Following the troubles of those years, I had hoped that racial tensions had finally dissipated and that we had all learnt a lesson to take into the future. I wanted to think that the cold-blooded racism that greeted civil rights marchers in Mississippi and Alabama was a thing of the past and that we had grown beyond this infantile focus on epidermal pigment. The events of the past week or so have prompted me to question my previous assessment.

Don’t get me wrong. There has been progress in the past six decades. Overt racism has largely disappeared from polite society and the mainstream media. I am not one to use the language of white privilege, which, while containing an element of truth, amounts to a counsel of despair and is incapable of leading to feasible policy options in a complicated world. Nevertheless, it is true that, if I, a man of European and Middle Eastern ancestry, had inadvertently passed a counterfeit 20 to a merchant, I would still be alive. We cannot and ought not try to diminish the significance of this.

I wish I had a positive word to contribute to this deplorable situation. I could point out that this was a single regrettable incident–a criminal act which we can expect will be punished accordingly. But to do so risks sounding as if wishing away its larger ramifications and 400 years of history. I would like to be able to gather together all my published writings on nationalism and political ideologies and set them up in the middle of the turmoil. Perhaps people would decide to talk with each other in a reasoned manner, willing to consider abandoning the idols that mar our public life for the sake of doing justice. Perhaps. But most of me knows better. At this point, all I can do is grieve for the country of my birth, which has become so severely divided in recent decades. It is easy to fix blame on one side or the other, but I will refrain from doing that.
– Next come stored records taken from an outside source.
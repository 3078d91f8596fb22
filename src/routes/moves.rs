use std::collections::HashSet;

use actix_web::{web, HttpResponse};
use chrono::NaiveDate;
use serde::{Deserialize, Serialize};
use serde_json::json;

use crate::error::ApiError;
use crate::models::{ClassSlot, Id, MoveChanges, NewStudentMove, StudentMove, StudentSummary};
use crate::repo::{MoveQuery, RepoError};
use crate::routes::{created, AppState};
use crate::validation::{clamp_limit, digits_only, parse_date, parse_offset, Checks, LooseId, HOMEROOM_ROOM};

#[derive(Debug, Clone, Deserialize)]
pub struct StudentRef {
    pub id: LooseId,
}

#[derive(Debug, Default, Clone, Deserialize)]
#[serde(default, rename_all = "camelCase")]
pub struct MovePayload {
    #[serde(rename = "type")]
    pub kind: String,
    pub move_date: String,
    pub from_year: String,
    pub from_grade: String,
    pub from_room: String,
    pub to_year: String,
    pub to_grade: String,
    pub to_room: String,
    pub students: Vec<StudentRef>,
    pub note: String,
}

/// A move request that passed field validation.
#[derive(Debug, Clone)]
pub struct ValidMove {
    pub move_date: NaiveDate,
    pub from_year: String,
    pub from: Option<ClassSlot>,
    pub to_year: String,
    pub to: ClassSlot,
    pub student_ids: Vec<Id>,
    pub note: String,
}

impl ValidMove {
    fn record_for(&self, student_id: Id, from: Option<ClassSlot>) -> NewStudentMove {
        NewStudentMove {
            student_id,
            from_year: self.from_year.clone(),
            from,
            to_year: self.to_year.clone(),
            to: self.to.clone(),
            move_date: self.move_date,
            note: self.note.clone(),
        }
    }
}

pub fn validate(p: &MovePayload) -> Result<ValidMove, ApiError> {
    let mut c = Checks::new();
    let move_date = c.date("moveDate", &p.move_date);
    let to_year = p.to_year.trim().to_string();
    let to_grade = p.to_grade.trim().to_string();
    let to_room = digits_only(&p.to_room);
    c.required("toYear", &to_year);
    c.required("toGrade", &to_grade);
    c.matches("toRoom", &to_room, &HOMEROOM_ROOM, "must be 1-3 digits");

    let mut student_ids = Vec::with_capacity(p.students.len());
    let mut seen = HashSet::new();
    for s in &p.students {
        match s.id.as_id() {
            Some(id) => {
                if seen.insert(id) {
                    student_ids.push(id);
                }
            }
            None => c.fail("students", "every student needs a numeric id"),
        }
    }
    if p.students.is_empty() {
        c.fail("students", "required");
    }
    c.finish()?;

    let from_grade = p.from_grade.trim();
    let from_room = digits_only(&p.from_room);
    let from = (!from_grade.is_empty() && !from_room.is_empty())
        .then(|| ClassSlot { grade: from_grade.to_string(), room: from_room });
    Ok(ValidMove {
        move_date: move_date.ok_or(ApiError::MISSING_FIELDS)?,
        from_year: p.from_year.trim().to_string(),
        from,
        to_year,
        to: ClassSlot { grade: to_grade, room: to_room },
        student_ids,
        note: p.note.trim().to_string(),
    })
}

async fn single(data: &AppState, p: &MovePayload) -> Result<HttpResponse, ApiError> {
    let mv = validate(p)?;
    if mv.student_ids.len() != 1 {
        return Err(ApiError::field("students", "exactly one student is required"));
    }
    let student_id = mv.student_ids[0];
    data.repo.get_student(student_id).await.map_err(|e| e.not_found_as("STUDENT_NOT_FOUND"))?;

    let mut done = data
        .repo
        .record_moves(vec![mv.record_for(student_id, mv.from.clone())])
        .await
        .map_err(|e| e.not_found_as("STUDENT_NOT_FOUND"))?;
    let (record, student) = done.pop().ok_or(ApiError::Internal("MOVE_FAILED"))?;
    tracing::info!(move_id = record.id, student_id, to_grade = %record.to_grade, to_room = %record.to_room, "student moved");
    Ok(created(&json!({ "id": record.id, "moved": 1, "student": student, "record": record })))
}

/// Each student's current class is captured as the move's origin.
async fn bulk(data: &AppState, p: &MovePayload) -> Result<HttpResponse, ApiError> {
    let mv = validate(p)?;
    let found: HashSet<Id> = data.repo.find_students(&mv.student_ids).await?.into_iter().map(|s| s.id).collect();
    let not_found_ids: Vec<Id> = mv.student_ids.iter().copied().filter(|id| !found.contains(id)).collect();
    if found.is_empty() {
        return Err(ApiError::NotFound("STUDENTS_NOT_FOUND"));
    }

    let records: Vec<NewStudentMove> = mv
        .student_ids
        .iter()
        .filter(|id| found.contains(*id))
        .map(|id| mv.record_for(*id, None))
        .collect();
    let moved = data.repo.record_moves(records).await.map_err(|e| match e {
        // a student deleted between lookup and write
        RepoError::NotFound => ApiError::NotFound("STUDENTS_NOT_FOUND"),
        other => other.into(),
    })?;
    tracing::info!(moved = moved.len(), requested = mv.student_ids.len(), "bulk move recorded");
    Ok(created(&json!({
        "moved": moved.len(),
        "requested": mv.student_ids.len(),
        "not_found_ids": not_found_ids,
    })))
}

pub async fn move_single(data: web::Data<AppState>, payload: web::Json<MovePayload>) -> Result<HttpResponse, ApiError> {
    single(&data, &payload).await
}

pub async fn move_bulk(data: web::Data<AppState>, payload: web::Json<MovePayload>) -> Result<HttpResponse, ApiError> {
    bulk(&data, &payload).await
}

/// `POST /moves`, routed by the body's `type`.
pub async fn dispatch(data: web::Data<AppState>, payload: web::Json<MovePayload>) -> Result<HttpResponse, ApiError> {
    match payload.kind.trim().to_ascii_lowercase().as_str() {
        "single" => single(&data, &payload).await,
        "bulk" => bulk(&data, &payload).await,
        _ => Err(ApiError::field("type", "must be one of: single, bulk")),
    }
}

#[derive(Debug, Default, Deserialize)]
#[serde(default, rename_all = "camelCase")]
pub struct ListParams {
    from_year: Option<String>,
    from_grade: Option<String>,
    from_room: Option<String>,
    to_year: Option<String>,
    to_grade: Option<String>,
    to_room: Option<String>,
    q: Option<String>,
    limit: Option<String>,
    offset: Option<String>,
}

pub async fn list(data: web::Data<AppState>, params: web::Query<ListParams>) -> Result<HttpResponse, ApiError> {
    let p = params.into_inner();
    let limit = clamp_limit(p.limit.as_deref(), 20, 100);
    let offset = parse_offset(p.offset.as_deref());
    let (rows, total) = data
        .repo
        .list_moves(&MoveQuery {
            from_year: p.from_year,
            from_grade: p.from_grade,
            from_room: p.from_room,
            to_year: p.to_year,
            to_grade: p.to_grade,
            to_room: p.to_room,
            q: p.q,
            limit,
            offset,
        })
        .await?;
    Ok(HttpResponse::Ok().json(json!({ "data": rows, "total": total, "limit": limit, "offset": offset })))
}

#[derive(Serialize)]
struct MoveDetail {
    #[serde(flatten)]
    record: StudentMove,
    student: Option<StudentSummary>,
}

pub async fn get(data: web::Data<AppState>, path: web::Path<Id>) -> Result<HttpResponse, ApiError> {
    let record = data.repo.get_move(path.into_inner()).await?;
    let student = match data.repo.get_student(record.student_id).await {
        Ok(s) => Some(StudentSummary::from(&s)),
        Err(RepoError::NotFound) => None,
        Err(e) => return Err(e.into()),
    };
    Ok(HttpResponse::Ok().json(MoveDetail { record, student }))
}

#[derive(Debug, Default, Deserialize)]
#[serde(default, rename_all = "camelCase")]
pub struct MoveUpdate {
    to_year: Option<String>,
    to_grade: Option<String>,
    to_room: Option<String>,
    move_date: Option<String>,
    note: Option<String>,
}

fn changes_from(u: &MoveUpdate) -> Result<MoveChanges, ApiError> {
    let present = |v: &Option<String>| v.as_deref().map(str::trim).filter(|s| !s.is_empty()).map(str::to_string);
    let mut c = Checks::new();
    let to_room = present(&u.to_room).map(|r| digits_only(&r));
    if let Some(room) = &to_room {
        c.matches("toRoom", room, &HOMEROOM_ROOM, "must be 1-3 digits");
    }
    let move_date = match present(&u.move_date) {
        Some(raw) => {
            let d = parse_date(&raw);
            if d.is_none() {
                c.fail("moveDate", "must be a date in YYYY-MM-DD format");
            }
            d
        }
        None => None,
    };
    c.finish()?;
    let changes = MoveChanges {
        to_year: present(&u.to_year),
        to_grade: present(&u.to_grade),
        to_room,
        move_date,
        note: u.note.as_deref().map(|n| n.trim().to_string()),
    };
    let empty = changes.to_year.is_none()
        && changes.to_grade.is_none()
        && changes.to_room.is_none()
        && changes.move_date.is_none()
        && changes.note.is_none();
    if empty {
        return Err(ApiError::BadRequest("NO_FIELDS_TO_UPDATE"));
    }
    Ok(changes)
}

pub async fn update(data: web::Data<AppState>, path: web::Path<Id>, payload: web::Json<MoveUpdate>) -> Result<HttpResponse, ApiError> {
    let changes = changes_from(&payload)?;
    let (record, student) = data.repo.update_move(path.into_inner(), changes).await?;
    Ok(HttpResponse::Ok().json(json!({ "record": record, "student": student })))
}

pub async fn delete(data: web::Data<AppState>, path: web::Path<Id>) -> Result<HttpResponse, ApiError> {
    data.repo.delete_move(path.into_inner()).await?;
    Ok(HttpResponse::NoContent().finish())
}

#[cfg(test)]
mod tests {
    use super::*;

    fn payload() -> MovePayload {
        serde_json::from_value(json!({
            "type": "bulk",
            "moveDate": "2025-05-16",
            "fromYear": "2567",
            "toYear": "2568",
            "toGrade": "P.4",
            "toRoom": "room 02",
            "students": [{ "id": 3 }, { "id": "3" }, { "id": "7" }],
        }))
        .unwrap()
    }

    #[test]
    fn room_is_reduced_to_digits_and_ids_deduplicated() {
        let mv = validate(&payload()).unwrap();
        assert_eq!(mv.to.room, "02");
        assert_eq!(mv.student_ids, vec![3, 7]);
        assert!(mv.from.is_none());
    }

    #[test]
    fn bad_fields_are_reported_by_their_wire_names() {
        let mut p = payload();
        p.move_date = "16/05/2025".into();
        p.to_room = "abc".into();
        p.students = vec![StudentRef { id: LooseId::Text("x".into()) }];
        let ApiError::Validation(fields) = validate(&p).unwrap_err() else { panic!("expected validation error") };
        for f in ["moveDate", "toRoom", "students"] {
            assert!(fields.contains_key(f), "missing {f}");
        }
    }

    #[test]
    fn empty_update_is_rejected() {
        let err = changes_from(&MoveUpdate::default()).unwrap_err();
        assert_eq!(err.code(), "NO_FIELDS_TO_UPDATE");
        let ok = changes_from(&MoveUpdate { to_grade: Some(" P.5 ".into()), ..Default::default() }).unwrap();
        assert!(ok.touches_student());
        assert_eq!(ok.to_grade.as_deref(), Some("P.5"));
    }
}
There will be time to reflect on the events of the past weeks. The hour will come to analyze carefully all of the elements that have converged to set off a firestorm. At this point, however, many of us need time simply to lament. The Psalms provide ample resources for expressing our grief. For now, we wait and we pray. May God have mercy on the United States and grant its leaders a heart to do justice and to seek reconciliation at a troubled moment.